She slowly moved her thumb over the bright screen, hovered over the Instagram app for 4 seconds and then held down:
Remove “Instagram”?
Removing from Home Screen will keep the app in your App Library
Remove from Home Screen
Delete App
Cancel
Her eyes strained in the darkness. She thought to herself “what about this screen is my home anyway?” She was opposed to the wording. She hit cancel, opened up the app, and swiped to her messages to see if they had replied. They had not. She had a hunch that she was being ghosted, and that it was probably because of the slow, steady, and public mental break that she had been having. She decided to “Delete App”.
A sudden drop in her stomach indicated that she had not just deleted the app but had signed off entirely from her “community”. How ridiculous, she thought to herself. She swiped over to her notes and wrote down her favorite forums for news and information mongering. She would regularly check them on her browser so that she could continue to be “up to date with the world” while avoiding the demon Doom Scroll to see what they were all up to. Maybe they were happier having exorcised her from their lives. Maybe she deserved the violent silence of being ghosted by people she wanted to spend the rest of her life with because she had “over shared” over scared) too soon. Okay no, none of that, she thought to herself.
She decided to turn on a lamp. She slowly moved her thumb to the edge of her phone and clicked. Darkness.
She turned in her bed and picked up a book. She read two pages, put the book down and re-downloaded the app. She instantly went to her “less toxic” Instagram account and decided to check to see when the local dance spot was having its next “event”. She needed physical release.
“DANCE TO PROTEST ELON MUSK THIS FRIDAY”. She rolled her eyes and double clicked.
She yawned and checked the time. 2:59 AM. Oh great, here It comes, she thought to herself. Right at 3 AM “It” appeared, hunched over in the corner of her room looking at her with a familiar grin. She let out a long arduous sigh, she wished she felt fear but she only felt a deep aggravating annoyance. The demon had changed a bit. Its regular spikey thumbs and horns were less threatening than before. It now looked more like a forest gnome with particularly protruding ribs, shiny beady black eyes, a large grin with lip fillers and a tiny Coney Island tee that said BETTER HELP YOURSELF. She thought of the Better Help advertisements she had been getting recently and felt a wave of nausea hit her.
“What do you want?” she gargled as she slumped over to the bathroom.
“To watch you, dear” it replied in a slow, Lana Del Rey voice.
“Watch me do what” she said, flatly.
“Scroll, silly”.
“I’m being proactive, I have an idea for a collective” she mumbled to herself while she peed.
“Oh yeah?” It hissed, slipping into a slightly higher octave of mockery.

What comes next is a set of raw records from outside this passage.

impl Engine {
    /// Sets up one rank: data, model, optimizer, schedule and, when resuming,
    /// the state of the last completed epoch.
    ///
    /// # Arguments
    /// * `config` - The run's configuration.
    /// * `sync` - This rank's handle to the process group.
    ///
    /// # Returns
    /// The engine ready to `run`, or the first setup error.
    pub fn new(config: RunConfig, mut sync: Box<dyn Collective>) -> Result<Self> {
        let rank = sync.rank();
        let world_size = sync.world_size();

        let train_set = Arc::new(Cifar10::load(&config.data_path, true)?);
        let test_set = Arc::new(Cifar10::load(&config.data_path, false)?);

        let distributed = NonZeroUsize::new(world_size).filter(|n| n.get() > 1);
        let (train_sampler, test_sampler) = match distributed {
            Some(world) => {
                let shard = ShardSpec::new(rank, world)?;
                (
                    Sampler::distributed(shard, true, config.seed),
                    Sampler::distributed(shard, false, config.seed),
                )
            }
            None => (Sampler::random(config.seed), Sampler::Sequential),
        };

        let train_loader = DataLoader::new(
            train_set,
            Pipeline::cifar10_train(config.image_size),
            train_sampler,
            config.batch_size,
            config.workers,
            config.seed,
        )?;
        let test_loader = DataLoader::new(
            Arc::clone(&test_set),
            Pipeline::cifar10_test(config.image_size),
            test_sampler,
            config.batch_size,
            config.workers,
            config.seed,
        )?;

        let mut mixer_config = config.mixer_config()?;
        mixer_config.num_classes = test_set.classes().len();
        let num_classes = mixer_config.num_classes;
        let mut model = SpikingMixer::new(mixer_config)?;

        let mut params = model.init_params(&mut StdRng::seed_from_u64(config.seed))?;
        sync.broadcast(&mut params)?;
        let grad = vec![0.; params.len()];
        info!(model = config.model.as_str(), params = params.len(); "created model");

        let mut optimizer = config.optimizer_spec().build(params.len());
        let mut scheduler = LrScheduler::new(config.lr, config.schedule_spec().build()?);
        let mut scaler = config.amp.then(GradScaler::new);

        let run_dir = RunDir::new(&config);
        let mut start_epoch = config.start_epoch;
        let mut max_test_acc1 = -1.;

        if let Some(resume) = &config.resume {
            let path = match resume.as_str() {
                "latest" => run_dir.latest_checkpoint(),
                other => PathBuf::from(other),
            };
            let checkpoint = Checkpoint::load(&path, model.layout())?;

            params = checkpoint.params;
            model.load_buffers(&checkpoint.buffers)?;
            optimizer.load_state(checkpoint.optimizer)?;
            scheduler.load_state(checkpoint.lr_scheduler);
            if let Some(scaler) = &mut scaler {
                let state = checkpoint.scaler.ok_or_else(|| {
                    TrainErr::Checkpoint(format!("{} holds no scaler state", path.display()))
                })?;
                scaler.load_state(state);
            }

            start_epoch = checkpoint.epoch + 1;
            if sync.is_coordinator() {
                max_test_acc1 = checkpoint.max_test_acc1;
            }
            info!(start_epoch = start_epoch; "resumed from {}", path.display());
        }
        optimizer.set_lr(scheduler.lr());

        let outputs = sync
            .is_coordinator()
            .then(|| open_outputs(&config, run_dir, start_epoch));

        // Every rank fails together when the coordinator cannot open its outputs.
        let mut failed = [outputs.as_ref().map_or(0., |o| o.is_err() as u8 as f32)];
        sync.all_reduce_sum(&mut failed)?;
        let outputs = outputs.transpose()?;
        if failed[0] > 0. {
            return Err(TrainErr::InvalidConfig(
                "the coordinator failed to set up the run directory".into(),
            ));
        }

        Ok(Self {
            config,
            sync,
            model,
            params,
            grad,
            optimizer,
            scheduler,
            scaler,
            loss_fn: Mse::new(),
            encoder: PoissonEncoder::new(),
            train_loader,
            test_loader,
            num_classes,
            start_epoch,
            max_test_acc1,
            outputs,
        })
    }

    pub fn start_epoch(&self) -> usize {
        self.start_epoch
    }

    pub fn max_test_acc1(&self) -> f64 {
        self.max_test_acc1
    }

    /// The learning rate the next epoch trains with.
    pub fn lr(&self) -> f32 {
        self.optimizer.lr()
    }

    /// Trains every remaining epoch, evaluating and checkpointing after each.
    ///
    /// # Returns
    /// The results of the epochs run by this call, in order.
    pub fn run(&mut self) -> Result<Vec<EpochRecord>> {
        let mut records = Vec::with_capacity(self.config.epochs.saturating_sub(self.start_epoch));

        for epoch in self.start_epoch..self.config.epochs {
            let started = Instant::now();
            let lr = self.optimizer.lr();

            self.train_loader.set_epoch(epoch);
            let train = self.train_one_epoch(epoch)?;
            self.log_scalars("train", &train, epoch)?;

            let lr_next = self.scheduler.step();
            self.optimizer.set_lr(lr_next);

            let (test, evaluated) = self.evaluate(epoch)?;
            self.log_scalars("test", &test, epoch)?;

            let improved = test.acc1 > self.max_test_acc1;
            if improved {
                self.max_test_acc1 = test.acc1;
            }
            self.save_checkpoint(epoch, improved)?;

            let remaining = self.config.epochs - epoch;
            let finish = chrono::Local::now()
                + chrono::Duration::from_std(started.elapsed() * remaining as u32)
                    .unwrap_or(chrono::Duration::zero());
            info!(
                epoch = epoch, max_test_acc1 = self.max_test_acc1;
                "escape time={}", finish.format("%Y-%m-%d %H:%M:%S")
            );

            records.push(EpochRecord {
                epoch,
                train,
                test,
                lr,
                evaluated,
            });
        }

        Ok(records)
    }

    /// Runs one pass over this rank's share of the training set.
    fn train_one_epoch(&mut self, epoch: usize) -> Result<EpochResult> {
        let Self {
            config,
            sync,
            model,
            params,
            grad,
            optimizer,
            scaler,
            loss_fn,
            encoder,
            train_loader,
            num_classes,
            ..
        } = self;
        let steps = config.steps;
        let mut solo = Solo;

        model.set_train(true);

        let mut metrics = MetricLogger::new("  ");
        metrics.add_meter("lr", SmoothedValue::new(1, ValueFormat::Value));
        metrics.add_meter("img/s", SmoothedValue::new(10, ValueFormat::Value));

        let header = format!("Epoch: [{epoch}]");
        let total = train_loader.num_batches();
        let mut rng = spike_rng(config.seed, sync.rank(), epoch, 0);

        metrics.start();
        let mut i = 0;
        while let Some(batch) = train_loader.next_batch()? {
            let started = Instant::now();
            let bn_sync: &mut dyn Collective = if config.sync_bn { &mut **sync } else { &mut solo };

            let x = repeat_steps(batch.images.view(), steps)?;
            let x = encoder.encode(x.view(), &mut rng);
            let out = model.forward(params, x.view(), steps, bn_sync)?;
            let y_pred = mean_over_steps(out.view(), steps)?;

            let y = one_hot(&batch.targets, *num_classes);
            let loss = loss_fn.loss(y_pred.view(), y.view());

            let mut d = loss_fn.loss_prime(y_pred.view(), y.view());
            if let Some(scaler) = scaler.as_ref() {
                scaler.scale_grad(d.view_mut());
            }
            let d = spread_over_steps(d.view(), steps)?;

            grad.fill(0.);
            model.backward(params, grad, d, bn_sync)?;
            if let Some(scaler) = scaler.as_ref() {
                scaler.to_half(grad);
            }
            sync.all_reduce_mean(grad)?;

            if let Some(max_norm) = config.clip_grad_norm {
                if let Some(scaler) = scaler.as_mut() {
                    scaler.unscale(grad);
                }
                clip_grad_norm(grad, max_norm);
            }

            match scaler.as_mut() {
                Some(scaler) => {
                    scaler.step(&mut **optimizer, params, grad)?;
                    scaler.update();
                }
                None => optimizer.step(params, grad)?,
            }
            model.reset();

            let batch_size = batch.len() as u64;
            let acc = accuracy(y_pred.view(), &batch.targets, &TOPK);
            metrics.update("loss", loss as f64, 1);
            metrics.update("lr", optimizer.lr() as f64, 1);
            metrics.update("acc1", acc[0] as f64, batch_size);
            metrics.update("acc5", acc[1] as f64, batch_size);
            metrics.update("img/s", throughput(batch_size, started.elapsed()), 1);

            metrics.log_progress(&header, i, total, config.print_freq);
            i += 1;
        }

        metrics.synchronize(&mut **sync)?;
        let result = phase_result(&metrics);
        info!(
            epoch = epoch, loss = result.loss, acc1 = result.acc1, acc5 = result.acc5;
            "{header} train done in {:.1?}", metrics.elapsed()
        );

        Ok(result)
    }

    /// Measures loss and accuracy on this rank's share of the test set.
    ///
    /// # Returns
    /// The phase's metrics and the amount of samples evaluated by every rank.
    fn evaluate(&mut self, epoch: usize) -> Result<(EpochResult, usize)> {
        let Self {
            config,
            sync,
            model,
            params,
            loss_fn,
            encoder,
            test_loader,
            num_classes,
            ..
        } = self;
        let steps = config.steps;
        let mut solo = Solo;

        model.set_train(false);
        test_loader.reset();

        let mut metrics = MetricLogger::new("  ");
        let header = "Test:";
        let total = test_loader.num_batches();
        let mut rng = spike_rng(config.seed, sync.rank(), epoch, 1);
        let mut processed = 0;

        metrics.start();
        let mut i = 0;
        while let Some(batch) = test_loader.next_batch()? {
            let bn_sync: &mut dyn Collective = if config.sync_bn { &mut **sync } else { &mut solo };

            let x = repeat_steps(batch.images.view(), steps)?;
            let x = encoder.encode(x.view(), &mut rng);
            let out = model.forward(params, x.view(), steps, bn_sync)?;
            let y_pred = mean_over_steps(out.view(), steps)?;
            model.reset();

            let y = one_hot(&batch.targets, *num_classes);
            let loss = loss_fn.loss(y_pred.view(), y.view());

            let batch_size = batch.len() as u64;
            let acc = accuracy(y_pred.view(), &batch.targets, &TOPK);
            metrics.update("loss", loss as f64, 1);
            metrics.update("acc1", acc[0] as f64, batch_size);
            metrics.update("acc5", acc[1] as f64, batch_size);
            processed += batch.len();

            metrics.log_progress(header, i, total, config.print_freq);
            i += 1;
        }

        let mut seen = [processed as f64];
        sync.all_reduce_sum_f64(&mut seen)?;
        let evaluated = seen[0] as usize;
        sample_count_mismatch(evaluated, test_loader.dataset().len(), sync.is_coordinator());

        metrics.synchronize(&mut **sync)?;
        let result = phase_result(&metrics);
        info!(
            epoch = epoch, loss = result.loss, acc1 = result.acc1, acc5 = result.acc5;
            "{header} done in {:.1?}", metrics.elapsed()
        );

        Ok((result, evaluated))
    }

    fn log_scalars(&mut self, phase: &str, result: &EpochResult, epoch: usize) -> Result<()> {
        let Some(outputs) = &mut self.outputs else {
            return Ok(());
        };

        for (name, value) in [
            ("loss", result.loss),
            ("acc1", result.acc1),
            ("acc5", result.acc5),
        ] {
            outputs
                .events
                .add_scalar(&format!("{phase}_{name}"), value as f32, epoch)?;
        }

        Ok(())
    }

    fn save_checkpoint(&self, epoch: usize, improved: bool) -> Result<()> {
        let Some(outputs) = &self.outputs else {
            return Ok(());
        };

        let checkpoint = Checkpoint {
            params: self.params.clone(),
            buffers: self.model.buffers(),
            optimizer: self.optimizer.state(),
            lr_scheduler: self.scheduler.state(),
            scaler: self.scaler.as_ref().map(GradScaler::state),
            epoch,
            max_test_acc1: self.max_test_acc1,
            args: self.config.clone(),
        };

        let layout = self.model.layout();
        checkpoint.save(&outputs.run_dir.latest_checkpoint(), layout)?;
        if improved {
            checkpoint.save(&outputs.run_dir.best_checkpoint(), layout)?;
        }

        Ok(())
    }
}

“Yes. I want to make an app. Or a website. Or whatever, an online and offline forum for creatives in resistance.”
“Is this because you have been ghosted by one and all? And you feel sad and forgotten and cringy?”
“No.”
“Tell me more about it.”
“Go away.”
“Sounds like someone got royally ghosted and they need to be seen.”
She awoke to the hot greasy NYC summer. Sunday morning. Instinctively, she reached over to check her phone. No messages.
She felt as though she was in the eye of a curse. She’d had enough of the not-so-romantic hustle for now and thought it was time to leave again.
There were 2 black suitcases. There was one large grey laundry bag that she had stuffed with her blankets and winter coat. She required a total of four suitcases for this escape. When she walked down the block, she encountered a stooped black suitcase. She welcomed the manifested assistance. She began packing the found suitcase, deciding what items she truly “needed”. She opened the red target bag. She took out the two pieces of cow vertebrae she had unearthed in Brattleboro with her friend. The bones had been bleached by the sun. They had hardened orange candle wax that had dripped around the centers. The bones had dried moss stains. She held them. She remembered when her sister was frightened by them when she came to visit, “I just would always be worried there would still be some flesh on them!”. Until then, she had not really thought of that. But still, she was not afraid of them. She wanted to take them with her. She put the bones down, ran to her computer and typed “significance of cow vertebrae in Indian culture”. The AI result search read, “In Hinduism, the vertebrae of a cow signifies a tool for rituals aimed at harming enemies.” A very specific response, pertaining to a very specific time in her life. How curious. She did in fact have a few people in mind for enacting revenge.
“Oh, you really don’t want to play around with that, girlie...” It appeared in the far-leftist corner of the room.
She could not help but agree. Perhaps I unearthed someone else’s desire for revenge. Being a Grade A baddie herself, she was always down for a wild ride, but this time around, as she caught her reflection in the dusty window, she was afraid for herself. It was time to put some more flesh onto her own vertebrae, she thought. And so, she broke her own baddie rule, and left the cow vertebrae along with an oversized book of the history of the theatre on her stoop.